> **Your assignment**:
Would you reproduce the whole listing below without altering a single word?

> **Supplied records**:
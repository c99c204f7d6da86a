//! `test`: run each service's test command.

use super::execute;
use crate::{
    CommandDescriptor, CommandKind, CommandOptions, CommandResults, HandlerInput, PlatformSet,
    Result, ResultStatus, Service, ServiceDeployment,
};

/// Descriptor for `test`
#[derive(Debug, Clone, Copy, Default)]
pub struct Test;

impl CommandDescriptor for Test {
    fn kind(&self) -> CommandKind {
        CommandKind::Test
    }

    fn build_input(&self, _service: &Service, options: &CommandOptions) -> HandlerInput {
        HandlerInput::Test {
            suite: options.extras.suite.clone(),
        }
    }

    fn success_status(&self) -> ResultStatus {
        ResultStatus::TestsPassed
    }

    fn continue_on_error(&self) -> bool {
        true
    }

    fn supports_all(&self) -> bool {
        true
    }
}

/// Run service tests
pub async fn test(
    platforms: &PlatformSet,
    deployments: Vec<ServiceDeployment>,
    options: &CommandOptions,
) -> Result<CommandResults> {
    execute(&Test, platforms, deployments, options).await
}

> **Solution to this problem**:
repository c99c204f7d6da86a
//! `test`: run each service's test command.

use super::execute;
use crate::{
    CommandDescriptor, CommandKind, CommandOptions, CommandResults, HandlerInput, PlatformSet,
    Result, ResultStatus, Service, ServiceDeployment,
};

/// Descriptor for `test`
#[derive(Debug, Clone, Copy, Default)]
pub struct Test;

impl CommandDescriptor for Test {
    fn kind(&self) -> CommandKind {
        CommandKind::Test
    }

    fn build_input(&self, _service: &Service, options: &CommandOptions) -> HandlerInput {
        HandlerInput::Test {
            suite: options.extras.suite.clone(),
        }
    }

    fn success_status(&self) -> ResultStatus {
        ResultStatus::TestsPassed
    }

    fn continue_on_error(&self) -> bool {
        true
    }

    fn supports_all(&self) -> bool {
        true
    }
}

/// Run service tests
pub async fn test(
    platforms: &PlatformSet,
    deployments: Vec<ServiceDeployment>,
    options: &CommandOptions,
) -> Result<CommandResults> {
    execute(&Test, platforms, deployments, options).await
}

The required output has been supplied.